### ACTIVITY
Go through the entries and copy every line that has the string "impl" in it.

BEGIN DATA RECORDS

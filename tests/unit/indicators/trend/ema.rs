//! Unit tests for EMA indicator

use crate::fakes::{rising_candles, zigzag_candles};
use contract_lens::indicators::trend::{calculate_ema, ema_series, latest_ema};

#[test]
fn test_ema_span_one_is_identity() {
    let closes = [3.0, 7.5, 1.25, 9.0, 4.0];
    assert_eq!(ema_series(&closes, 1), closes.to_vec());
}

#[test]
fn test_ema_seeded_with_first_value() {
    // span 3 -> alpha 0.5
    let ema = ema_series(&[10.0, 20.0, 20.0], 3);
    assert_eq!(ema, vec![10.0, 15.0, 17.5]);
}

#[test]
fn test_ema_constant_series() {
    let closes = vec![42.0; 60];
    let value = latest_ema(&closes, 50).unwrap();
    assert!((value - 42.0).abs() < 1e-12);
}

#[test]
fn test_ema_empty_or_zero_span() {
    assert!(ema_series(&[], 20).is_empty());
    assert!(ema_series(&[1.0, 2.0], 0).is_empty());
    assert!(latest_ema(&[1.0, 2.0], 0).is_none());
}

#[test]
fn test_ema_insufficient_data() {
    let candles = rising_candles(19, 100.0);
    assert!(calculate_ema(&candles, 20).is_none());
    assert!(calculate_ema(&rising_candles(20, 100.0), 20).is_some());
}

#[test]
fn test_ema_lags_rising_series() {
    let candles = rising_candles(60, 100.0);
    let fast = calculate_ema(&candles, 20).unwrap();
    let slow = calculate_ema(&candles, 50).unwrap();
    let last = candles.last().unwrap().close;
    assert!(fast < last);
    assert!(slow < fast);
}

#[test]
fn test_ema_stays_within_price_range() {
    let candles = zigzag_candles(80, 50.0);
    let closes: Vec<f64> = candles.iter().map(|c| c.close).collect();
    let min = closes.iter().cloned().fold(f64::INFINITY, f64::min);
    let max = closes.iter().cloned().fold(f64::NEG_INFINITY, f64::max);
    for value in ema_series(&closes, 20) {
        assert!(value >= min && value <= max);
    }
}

END DATA RECORDS
BEGIN DATA RECORDS

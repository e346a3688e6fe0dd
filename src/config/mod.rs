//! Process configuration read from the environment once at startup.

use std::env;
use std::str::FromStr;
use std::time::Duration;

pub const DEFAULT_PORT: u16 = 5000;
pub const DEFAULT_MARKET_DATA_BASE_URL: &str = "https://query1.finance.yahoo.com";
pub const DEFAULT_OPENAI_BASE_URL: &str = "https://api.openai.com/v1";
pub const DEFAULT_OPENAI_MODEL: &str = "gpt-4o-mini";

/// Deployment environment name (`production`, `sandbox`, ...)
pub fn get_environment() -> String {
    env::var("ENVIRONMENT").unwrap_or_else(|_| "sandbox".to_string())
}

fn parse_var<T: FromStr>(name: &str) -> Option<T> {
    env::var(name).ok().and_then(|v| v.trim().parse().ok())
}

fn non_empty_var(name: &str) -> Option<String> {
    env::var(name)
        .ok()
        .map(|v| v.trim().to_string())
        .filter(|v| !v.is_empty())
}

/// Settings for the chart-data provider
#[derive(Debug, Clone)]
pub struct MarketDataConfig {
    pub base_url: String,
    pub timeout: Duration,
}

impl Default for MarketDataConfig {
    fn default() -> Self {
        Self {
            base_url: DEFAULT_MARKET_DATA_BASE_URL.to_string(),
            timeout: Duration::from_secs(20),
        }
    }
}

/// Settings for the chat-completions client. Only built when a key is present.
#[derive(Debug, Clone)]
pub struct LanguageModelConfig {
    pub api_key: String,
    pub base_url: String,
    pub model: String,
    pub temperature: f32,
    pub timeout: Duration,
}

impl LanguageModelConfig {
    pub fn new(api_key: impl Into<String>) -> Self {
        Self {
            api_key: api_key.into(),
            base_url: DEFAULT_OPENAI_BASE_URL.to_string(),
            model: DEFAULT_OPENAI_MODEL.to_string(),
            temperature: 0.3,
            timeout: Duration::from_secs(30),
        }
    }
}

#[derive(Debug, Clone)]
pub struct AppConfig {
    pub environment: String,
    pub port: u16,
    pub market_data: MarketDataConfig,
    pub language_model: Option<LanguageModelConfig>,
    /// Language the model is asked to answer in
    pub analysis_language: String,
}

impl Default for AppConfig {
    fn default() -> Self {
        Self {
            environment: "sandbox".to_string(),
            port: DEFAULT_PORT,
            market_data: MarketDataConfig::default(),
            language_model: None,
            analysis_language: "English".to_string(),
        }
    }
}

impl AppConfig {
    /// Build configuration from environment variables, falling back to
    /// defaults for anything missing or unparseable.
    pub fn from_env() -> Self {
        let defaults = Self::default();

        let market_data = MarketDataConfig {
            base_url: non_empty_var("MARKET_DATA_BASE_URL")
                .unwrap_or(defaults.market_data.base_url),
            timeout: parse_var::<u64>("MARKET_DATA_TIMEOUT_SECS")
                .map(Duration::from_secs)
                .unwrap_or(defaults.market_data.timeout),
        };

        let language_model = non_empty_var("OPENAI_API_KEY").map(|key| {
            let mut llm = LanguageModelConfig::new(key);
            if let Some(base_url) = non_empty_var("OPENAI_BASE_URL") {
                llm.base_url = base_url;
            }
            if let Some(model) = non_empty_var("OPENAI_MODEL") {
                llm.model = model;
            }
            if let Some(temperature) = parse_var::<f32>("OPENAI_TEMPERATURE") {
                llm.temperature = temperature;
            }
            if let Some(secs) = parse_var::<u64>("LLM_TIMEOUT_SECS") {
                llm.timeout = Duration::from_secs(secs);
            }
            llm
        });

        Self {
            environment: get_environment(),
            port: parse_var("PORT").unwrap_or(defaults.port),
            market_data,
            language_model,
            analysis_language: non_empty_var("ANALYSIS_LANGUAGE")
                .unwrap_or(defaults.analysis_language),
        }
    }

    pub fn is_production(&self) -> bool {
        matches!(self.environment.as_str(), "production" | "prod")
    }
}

END DATA RECORDS

### REPLY
impl Default for MarketDataConfig {
impl LanguageModelConfig {
    pub fn new(api_key: impl Into<String>) -> Self {
impl Default for AppConfig {
impl AppConfig {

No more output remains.